[LLVMdev] Range Analysis GSoC 2011 Proposal
Douglas do Couto Teixeira
douglasdocouto at gmail.com
Thu Mar 24 04:39:38 PDT 2011
On Wed, Mar 23, 2011 at 7:24 PM, John Criswell <criswell at illinois.edu>wrote:
> Dear Douglas,
>
> Comments below.
>
>
>
Dear John,
I'm planning to send a revised version of the proposal to the list today,
but before that let me try answer some of your questions.
> On 3/23/11 8:06 AM, Douglas do Couto Teixeira wrote:
>
> Dear LLVM community,
>
> I would like to contribute to LLVM in the Google Summer of Code project. My
> proposal is listed below. Please let me know your comments.
>
>
> Adding Range Analysis to LLVM
>
> Abstract
>
> The objective of this work is patch our implementation of range analysis
> into LLVM. I have a running implementation of range
>
>
> Say "working implementing" instead of "running implementation."
>
>
> analysis in LLVM, but it is not currently part of the main distribution. I
> propose to integrate our range analysis implementation into the Lazy Value
> Info (LVI) interface that LLVM provides. Range analysis finds the intervals
> of values that may be bound to the integer variables during the execution of
> programs and is useful in several scenarios: constant propagation, detection
> of potential buffer overflow attacks, dead branch elimination, array bound
> check elimination, elimination of overflow tests in scripting languages such
> as JavaScript and Lua, etc.
>
>
> Objective
>
> The objective of this project is to augment LLVM with range analysis. We
> will do this integration by patching the current implementation of range
> analysis that we have onto the Lazy Value Info (LVI) interface that LLVM
> already provides. In addition, we will develop new optimizations using LVI.
> In particular, we will provide a pass that performs conditional constant
> propagation [5], and elimination of dead-branches.
>
> Criteria of Success
>
> - To improve substantially the precision of the current implementation
> of LVI. Currently, LVI’s interface only allows a client to know if a
> variable contains a constant. We want to allow LVI to report that a variable
> either contains a constant, or a known-range.

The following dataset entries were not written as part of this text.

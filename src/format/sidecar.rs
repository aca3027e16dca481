//! Sidecar file read/write.
//!
//! Two plain-text formats live next to the images:
//!
//! - `classes.txt`: one label name per line; a label's line number is its
//!   numeric class index.
//! - `<image stem>.txt`: one shape per line,
//!   `<class_index> <v1> <v2> ...`, values normalized to `[0, 1]` against the
//!   image dimensions (even positions divide by width, odd by height) and
//!   formatted with exactly four decimal places.
//!
//! Files are rewritten wholesale on every save.

use std::fmt::Write as _;
use std::path::{Path, PathBuf};

use crate::format::error::SidecarError;
use crate::model::{LabelSet, Shape, ShapeGeometry, TaskKind};

/// Path of the classes sidecar within an annotation directory.
pub fn classes_path(dir: &Path) -> PathBuf {
    dir.join("classes.txt")
}

/// Path of the per-image annotation sidecar for an image filename stem.
pub fn annotation_path(dir: &Path, stem: &str) -> PathBuf {
    dir.join(format!("{}.txt", stem))
}

/// Rewrite the classes file: one label name per line, in class-index order.
pub fn write_classes(path: &Path, labels: &LabelSet) -> Result<(), SidecarError> {
    let mut content = String::new();
    for label in labels.iter() {
        content.push_str(&label.name);
        content.push('\n');
    }
    std::fs::write(path, content)?;
    log::debug!("wrote {} labels to {:?}", labels.len(), path);
    Ok(())
}

/// Read the classes file into an ordered name list. Blank lines are skipped.
pub fn read_classes(path: &Path) -> Result<Vec<String>, SidecarError> {
    let content = std::fs::read_to_string(path)?;
    Ok(content
        .lines()
        .map(str::trim)
        .filter(|l| !l.is_empty())
        .map(String::from)
        .collect())
}

/// Format one annotation line (no trailing newline): class index followed by
/// the pixel-space values normalized against the image dimensions.
pub fn format_line(class_index: usize, values: &[f32], width: u32, height: u32) -> String {
    let mut line = class_index.to_string();
    for (i, v) in values.iter().enumerate() {
        let denom = if i % 2 == 0 { width } else { height } as f32;
        let _ = write!(line, " {:.4}", v / denom);
    }
    line
}

/// Write all shapes to the per-image annotation file, in iteration order.
/// Overwrites the file wholesale. Returns the number of lines written.
pub fn write_annotations<'a>(
    path: &Path,
    shapes: impl IntoIterator<Item = &'a Shape>,
    labels: &LabelSet,
    width: u32,
    height: u32,
) -> Result<usize, SidecarError> {
    if width == 0 || height == 0 {
        return Err(SidecarError::InvalidDimensions { width, height });
    }

    let mut content = String::new();
    let mut count = 0;
    for shape in shapes {
        let label = shape
            .label
            .as_deref()
            .ok_or(SidecarError::MissingLabel { id: shape.id })?;
        let class_index = labels
            .index_of(label)
            .ok_or_else(|| SidecarError::unknown_label(label))?;
        content.push_str(&format_line(class_index, &shape.geometry.data(), width, height));
        content.push('\n');
        count += 1;
    }

    std::fs::write(path, content)?;
    log::info!("saved {} annotations to {:?}", count, path);
    Ok(count)
}

/// Read the per-image annotation file back into shapes.
///
/// The value layout of each row is mapped to a shape variant through the
/// task's model type. Any malformed line fails the whole file with a
/// line-numbered error; callers degrade that image to an empty shape set.
/// Reconstructed shapes are flagged as loaded from file so they never
/// re-prompt for a label.
pub fn read_annotations(
    path: &Path,
    width: u32,
    height: u32,
    task: TaskKind,
    labels: &LabelSet,
) -> Result<Vec<Shape>, SidecarError> {
    if width == 0 || height == 0 {
        return Err(SidecarError::InvalidDimensions { width, height });
    }

    let content = std::fs::read_to_string(path)?;
    let mut shapes = Vec::new();

    for (line_no, raw) in content.lines().enumerate() {
        let line_no = line_no + 1;
        let line = raw.trim();
        if line.is_empty() {
            continue;
        }

        let mut parts = line.split_whitespace();
        let Some(first) = parts.next() else {
            continue;
        };
        let class_index: usize = first
            .parse()
            .map_err(|_| SidecarError::parse(line_no, "invalid class index"))?;

        let mut values = Vec::new();
        for part in parts {
            let norm: f32 = part
                .parse()
                .map_err(|_| SidecarError::parse(line_no, format!("invalid value '{}'", part)))?;
            let denom = if values.len() % 2 == 0 { width } else { height } as f32;
            values.push(norm * denom);
        }

        let kind = task.shape_kind_for_row(values.len()).ok_or_else(|| {
            SidecarError::ShapelessTask {
                task: task.name().to_string(),
            }
        })?;
        let geometry = ShapeGeometry::from_data(kind, &values).ok_or_else(|| {
            SidecarError::parse(
                line_no,
                format!("{} values do not form a {}", values.len(), kind.name()),
            )
        })?;

        let label = labels.name_at(class_index).ok_or_else(|| {
            SidecarError::parse(line_no, format!("class index {} out of range", class_index))
        })?;
        let color = labels.color_of(label).unwrap_or([200, 200, 200]);

        shapes.push(
            Shape::new(0, geometry)
                .with_label(label, color)
                .from_file(),
        );
    }

    log::info!("loaded {} annotations from {:?}", shapes.len(), path);
    Ok(shapes)
}

/// Count the non-empty annotation lines on disk; 0 when the file is missing.
/// Used for unsaved-change detection against the in-memory registry.
pub fn count_annotation_lines(path: &Path) -> usize {
    match std::fs::read_to_string(path) {
        Ok(content) => content.lines().filter(|l| !l.trim().is_empty()).count(),
        Err(_) => 0,
    }
}
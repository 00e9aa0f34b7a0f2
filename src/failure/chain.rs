//! Walking the "caused-by" chain of a failure.
//!
//! Every walk starts at the failure itself and is bounded by a maximum
//! number of visited nodes, so a pathological chain can never stall
//! classification.

use tracing::warn;

use super::Failure;

/// Default maximum number of chain nodes inspected by a walk.
pub const DEFAULT_MAX_CAUSE_DEPTH: usize = 50;

/// Bounded walker over cause chains.
#[derive(Clone, Copy, Debug, PartialEq, Eq)]
pub struct ChainWalker {
    max_depth: usize,
}

impl Default for ChainWalker {
    fn default() -> Self {
        Self::new(DEFAULT_MAX_CAUSE_DEPTH)
    }
}

impl ChainWalker {
    /// Creates a walker visiting at most `max_depth` nodes (at least one).
    pub fn new(max_depth: usize) -> Self {
        Self {
            max_depth: max_depth.max(1),
        }
    }

    pub fn max_depth(&self) -> usize {
        self.max_depth
    }

    /// Iterates the chain starting at `failure`.
    pub fn causes<'a>(&self, failure: &'a Failure) -> Causes<'a> {
        Causes {
            next: Some(failure),
            remaining: self.max_depth,
            max_depth: self.max_depth,
        }
    }

    /// Returns the first node of the chain satisfying `predicate`.
    pub fn find_cause<'a, P>(&self, failure: &'a Failure, mut predicate: P) -> Option<&'a Failure>
    where
        P: FnMut(&Failure) -> bool,
    {
        self.causes(failure).find(|node| predicate(*node))
    }

    /// Returns true if any node of the chain satisfies `predicate`.
    pub fn has_cause<P>(&self, failure: &Failure, predicate: P) -> bool
    where
        P: FnMut(&Failure) -> bool,
    {
        self.find_cause(failure, predicate).is_some()
    }
}

/// Iterator over a cause chain, see [`ChainWalker::causes`].
#[derive(Clone, Debug)]
pub struct Causes<'a> {
    next: Option<&'a Failure>,
    remaining: usize,
    max_depth: usize,
}

impl<'a> Iterator for Causes<'a> {
    type Item = &'a Failure;

    fn next(&mut self) -> Option<Self::Item> {
        let node = self.next.take()?;
        if self.remaining == 0 {
            warn!(
                max_depth = self.max_depth,
                truncated_at = %node,
                "cause chain exceeds maximum depth, stopping walk"
            );
            return None;
        }
        self.remaining -= 1;
        self.next = node.cause();
        Some(node)
    }
}

/// [`ChainWalker::causes`] with the default depth bound.
pub fn causes(failure: &Failure) -> Causes<'_> {
    ChainWalker::default().causes(failure)
}

/// [`ChainWalker::find_cause`] with the default depth bound.
pub fn find_cause<P>(failure: &Failure, predicate: P) -> Option<&Failure>
where
    P: FnMut(&Failure) -> bool,
{
    ChainWalker::default().find_cause(failure, predicate)
}

/// [`ChainWalker::has_cause`] with the default depth bound.
pub fn has_cause<P>(failure: &Failure, predicate: P) -> bool
where
    P: FnMut(&Failure) -> bool,
{
    ChainWalker::default().has_cause(failure, predicate)
}

#[cfg(test)]
mod tests {
    use super::*;
    use crate::failure::FailureKind;

    fn chain_of(depth: usize) -> Failure {
        let mut failure = Failure::new(FailureKind::ConnectionRefused);
        for _ in 1..depth {
            failure = Failure::new(FailureKind::Io).caused_by(failure);
        }
        failure
    }

    #[test]
    fn test_walk_starts_at_failure_itself() {
        let failure = Failure::new(FailureKind::Tls);
        let found = find_cause(&failure, |f| f.kind() == &FailureKind::Tls);
        assert!(std::ptr::eq(found.unwrap(), &failure));
    }

    #[test]
    fn test_find_cause_returns_first_match() {
        let failure = Failure::new(FailureKind::Io)
            .with_message("outer")
            .caused_by(
                Failure::new(FailureKind::Socket)
                    .with_message("middle")
                    .caused_by(Failure::new(FailureKind::Socket).with_message("inner")),
            );

        let found = find_cause(&failure, |f| f.kind() == &FailureKind::Socket).unwrap();
        assert_eq!(found.message(), Some("middle"));
    }

    #[test]
    fn test_has_cause_absent_kind() {
        let failure = chain_of(3);
        assert!(has_cause(&failure, |f| f.kind() == &FailureKind::ConnectionRefused));
        assert!(!has_cause(&failure, |f| f.kind() == &FailureKind::Tls));
    }

    #[test]
    fn test_text_predicate() {
        let failure = Failure::new(FailureKind::Io)
            .caused_by(Failure::new(FailureKind::Socket).with_message("connection reset by peer"));
        assert!(has_cause(&failure, |f| f.to_string().contains("reset")));
    }

    #[test]
    fn test_walk_visits_whole_short_chain() {
        assert_eq!(causes(&chain_of(4)).count(), 4);
    }

    #[test]
    fn test_depth_bound_truncates_walk() {
        let walker = ChainWalker::new(5);
        let failure = chain_of(6);

        assert_eq!(walker.causes(&failure).count(), 5);
        assert!(!walker.has_cause(&failure, |f| f.kind() == &FailureKind::ConnectionRefused));
        assert!(ChainWalker::new(6).has_cause(&failure, |f| f.kind() == &FailureKind::ConnectionRefused));
    }

    #[test]
    fn test_zero_depth_still_inspects_failure() {
        let walker = ChainWalker::new(0);
        assert_eq!(walker.max_depth(), 1);
        assert_eq!(walker.causes(&chain_of(3)).count(), 1);
    }

    #[test]
    fn test_default_bound() {
        assert_eq!(ChainWalker::default().max_depth(), DEFAULT_MAX_CAUSE_DEPTH);
        let failure = chain_of(DEFAULT_MAX_CAUSE_DEPTH + 1);
        assert!(!has_cause(&failure, |f| f.kind() == &FailureKind::ConnectionRefused));
    }
}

> - To improve the current implementation of constant propagation that
> LLVM uses. We hope to obtain a small performance gain on the C benchmarks in
> the LLVM test suite, and a larger gain on Java programs that are compiled
> using VMKit.
> - To improve the implementation of JumpThreading, in such a way that
> more dead-branches will be eliminated. Again, we hope to achieve a small
> speed-up on the C benchmarks, and a larger speed-up on the Java benchmarks.
>
>
>
> Background
>
> Range Analysis is a technique that maps integer variables to the possible
> ranges of values that they may assume through out
>
>
> throughout is a single word in this instance.
>
>
> the execution of a program. Thus, for each integer variable, a range
> analysis determines its lower and upper limits. A very simple range analysis
> would, for instance, map each variable to the limits imposed by its type.

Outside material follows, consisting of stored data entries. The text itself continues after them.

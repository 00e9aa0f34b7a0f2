use clap::{ArgAction, Parser, Subcommand};
use std::fs;
use std::io::{self, Read};
use std::path::{Path, PathBuf};
use std::process::ExitCode;
use thiserror::Error;

use faultline::classify::Classifier;
use faultline::failure::Failure;
use faultline::logging::{init_logging, LoggingConfig};
use faultline::output::Renderer;
use faultline::report::{FailureReport, Reporter, TracingReporter};
use faultline::settings::{Settings, SettingsError};

#[derive(Parser, Debug)]
#[command(name = "faultline")]
#[command(version)]
#[command(about = "Classify failures into user-facing messages and telemetry decisions")]
struct Cli {
    /// Settings file (TOML); FAULTLINE_* environment variables override it
    #[arg(long, short, global = true)]
    config: Option<PathBuf>,

    /// Disable colors (also respects NO_COLOR environment variable)
    #[arg(long, global = true)]
    no_color: bool,

    /// Suppress all log output except errors
    #[arg(long, short, global = true)]
    quiet: bool,

    /// Increase verbosity (-v, -vv, -vvv)
    #[arg(long, short, action = ArgAction::Count, global = true, conflicts_with = "quiet")]
    verbose: u8,

    #[command(subcommand)]
    command: Commands,
}

#[derive(Subcommand, Debug)]
enum Commands {
    /// Classify a failure read as JSON from FILE or stdin
    Explain {
        /// JSON file describing the failure; reads stdin when omitted
        file: Option<PathBuf>,

        /// Print the classification as JSON
        #[arg(long)]
        json: bool,

        /// Forward reportable failures to the log as error events
        #[arg(long)]
        report: bool,
    },
    /// List the rule catalog in precedence order
    Rules,
}

#[derive(Debug, Error)]
enum CliError {
    #[error("failed to read failure input: {0}")]
    Io(#[from] io::Error),

    #[error("invalid failure JSON: {0}")]
    Json(#[from] serde_json::Error),

    #[error(transparent)]
    Settings(#[from] SettingsError),
}

/// Exit codes for the faultline binary.
mod exit_codes {
    use std::process::ExitCode;

    /// Input, settings, or output could not be handled.
    pub fn bad_input() -> ExitCode {
        ExitCode::from(2)
    }
}

fn main() -> ExitCode {
    let cli = Cli::parse();

    let use_color = !cli.no_color && std::env::var("NO_COLOR").is_err();
    init_logging(LoggingConfig::from_verbosity(cli.verbose, cli.quiet).with_ansi(use_color));

    match run(&cli, use_color) {
        Ok(()) => ExitCode::SUCCESS,
        Err(err) => {
            eprintln!("error: {}", err);
            exit_codes::bad_input()
        }
    }
}

fn run(cli: &Cli, use_color: bool) -> Result<(), CliError> {
    let settings = Settings::load(cli.config.as_deref())?;
    let classifier = settings.classifier();
    let renderer = Renderer::new(use_color);

    match &cli.command {
        Commands::Explain { file, json, report } => {
            let failure = read_failure(file.as_deref())?;
            explain(&classifier, &settings, &renderer, &failure, *json, *report)
        }
        Commands::Rules => {
            println!("{}", renderer.render_catalog(classifier.catalog()));
            Ok(())
        }
    }
}

fn read_failure(file: Option<&Path>) -> Result<Failure, CliError> {
    let text = match file {
        Some(path) => fs::read_to_string(path)?,
        None => {
            let mut buffer = String::new();
            io::stdin().read_to_string(&mut buffer)?;
            buffer
        }
    };
    Ok(serde_json::from_str(&text)?)
}

fn explain(
    classifier: &Classifier,
    settings: &Settings,
    renderer: &Renderer,
    failure: &Failure,
    json: bool,
    report: bool,
) -> Result<(), CliError> {
    let context = settings.context();
    let matched = classifier.classify(failure);
    let classification = matched.to_classification(&context);

    if report && matched.should_report() {
        TracingReporter.forward(&FailureReport::new(
            &matched,
            classification.message.clone(),
            classifier,
        ));
    }

    if json {
        println!("{}", serde_json::to_string_pretty(&classification)?);
    } else {
        println!("{}", renderer.render_classification(&classification));
    }
    Ok(())
}
//! In-process [`MessageContext`] backed by built-in English templates,
//! optional overrides and a static permission-label table.

use std::collections::HashMap;

use regex::{Captures, Regex};

use super::{LookupError, MessageContext, MessageKey};

/// Substitutes positional `{n}` placeholders.
#[derive(Debug, Clone)]
pub struct TemplateFormatter {
    placeholder: Regex,
}

impl Default for TemplateFormatter {
    fn default() -> Self {
        Self::new()
    }
}

impl TemplateFormatter {
    pub fn new() -> Self {
        Self {
            placeholder: Regex::new(r"\{(\d+)\}").expect("placeholder pattern is valid"),
        }
    }

    /// Replaces `{n}` with `args[n]`. Placeholders without an argument are
    /// left as they are.
    pub fn format(&self, template: &str, args: &[&str]) -> String {
        self.placeholder
            .replace_all(template, |caps: &Captures<'_>| {
                caps[1]
                    .parse::<usize>()
                    .ok()
                    .and_then(|index| args.get(index))
                    .map(|arg| arg.to_string())
                    .unwrap_or_else(|| caps[0].to_string())
            })
            .into_owned()
    }
}

/// Message context for applications that ship their texts with the binary.
#[derive(Debug, Clone, Default)]
pub struct LocalContext {
    overrides: HashMap<MessageKey, String>,
    permissions: HashMap<String, String>,
    formatter: TemplateFormatter,
}

impl LocalContext {
    /// Creates a context with the built-in English templates and no known
    /// permissions.
    pub fn new() -> Self {
        Self::default()
    }

    /// Overrides the template for `key`.
    pub fn with_template(mut self, key: MessageKey, template: impl Into<String>) -> Self {
        self.overrides.insert(key, template.into());
        self
    }

    /// Registers the label shown for a permission identifier.
    pub fn with_permission_label(
        mut self,
        permission: impl Into<String>,
        label: impl Into<String>,
    ) -> Self {
        self.permissions.insert(permission.into(), label.into());
        self
    }

    /// The template currently used for `key`.
    pub fn template(&self, key: MessageKey) -> &str {
        self.overrides
            .get(&key)
            .map(String::as_str)
            .unwrap_or_else(|| key.default_template())
    }
}

impl MessageContext for LocalContext {
    fn text(&self, key: MessageKey, args: &[&str]) -> String {
        let text = self.formatter.format(self.template(key), args);
        if text.trim().is_empty() {
            // A blank override must not blank out the user-facing message.
            return self.formatter.format(key.default_template(), args);
        }
        text
    }

    fn permission_label(&self, permission: &str) -> Result<String, LookupError> {
        self.permissions
            .get(permission)
            .cloned()
            .ok_or_else(|| LookupError::UnknownPermission(permission.to_string()))
    }
}

#[cfg(test)]
mod tests {
    use super::*;

    #[test]
    fn test_format_positional_arguments() {
        let formatter = TemplateFormatter::new();
        assert_eq!(formatter.format("{1} before {0}", &["a", "b"]), "b before a");
    }

    #[test]
    fn test_format_keeps_missing_placeholders() {
        let formatter = TemplateFormatter::new();
        assert_eq!(formatter.format("x={0} y={3}", &["1"]), "x=1 y={3}");
    }

    #[test]
    fn test_default_template_text() {
        let context = LocalContext::new();
        assert_eq!(
            context.text(MessageKey::ExceptionOfType, &["IoError"]),
            "exception of type IoError"
        );
    }

    #[test]
    fn test_override_template() {
        let context =
            LocalContext::new().with_template(MessageKey::RateLimited, "Langsamer bitte!");
        assert_eq!(context.text(MessageKey::RateLimited, &[]), "Langsamer bitte!");
        assert_eq!(
            context.text(MessageKey::NotFound, &[]),
            MessageKey::NotFound.default_template()
        );
    }

    #[test]
    fn test_blank_override_falls_back_to_default() {
        let context = LocalContext::new().with_template(MessageKey::Internal, "   ");
        assert_eq!(
            context.text(MessageKey::Internal, &[]),
            MessageKey::Internal.default_template()
        );
    }

    #[test]
    fn test_permission_label_lookup() {
        let context = LocalContext::new().with_permission_label("android.permission.CAMERA", "Camera");
        assert_eq!(
            context.permission_label("android.permission.CAMERA"),
            Ok("Camera".to_string())
        );
        assert_eq!(
            context.permission_label("android.permission.NFC"),
            Err(LookupError::UnknownPermission("android.permission.NFC".to_string()))
        );
    }
}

> That is, an 8-bit unsigned integer variable can be correctly mapped to the
> interval [0, 255], and an 16-bit signed integer can be mapped to [-32767,
> 32766].
>
>
> You probably want to be consistent in how numbers are interpreted. Use the
> unsigned or signed interpretations in both examples above.
>
>
> However, the precision of this analysis can greatly be improved from
> information inferred from the program text.
>
> Ideally this range should be as constrained as possible, so that an
> optimizing compiler could learn more information about each variable.
> However, the range analysis must be conservative, that is, it will only
> constraint the range of a variable if it can
>
>
> "constrain the range"
>
>
> prove that it is safe to do so. As an example, consider the program:
>
> i = read();
> if (i < 10) {
> print (i + 1);
> else {
> print(i - 1);
> }
>
> In this program we know, from the conditional test, that the value of ‘i’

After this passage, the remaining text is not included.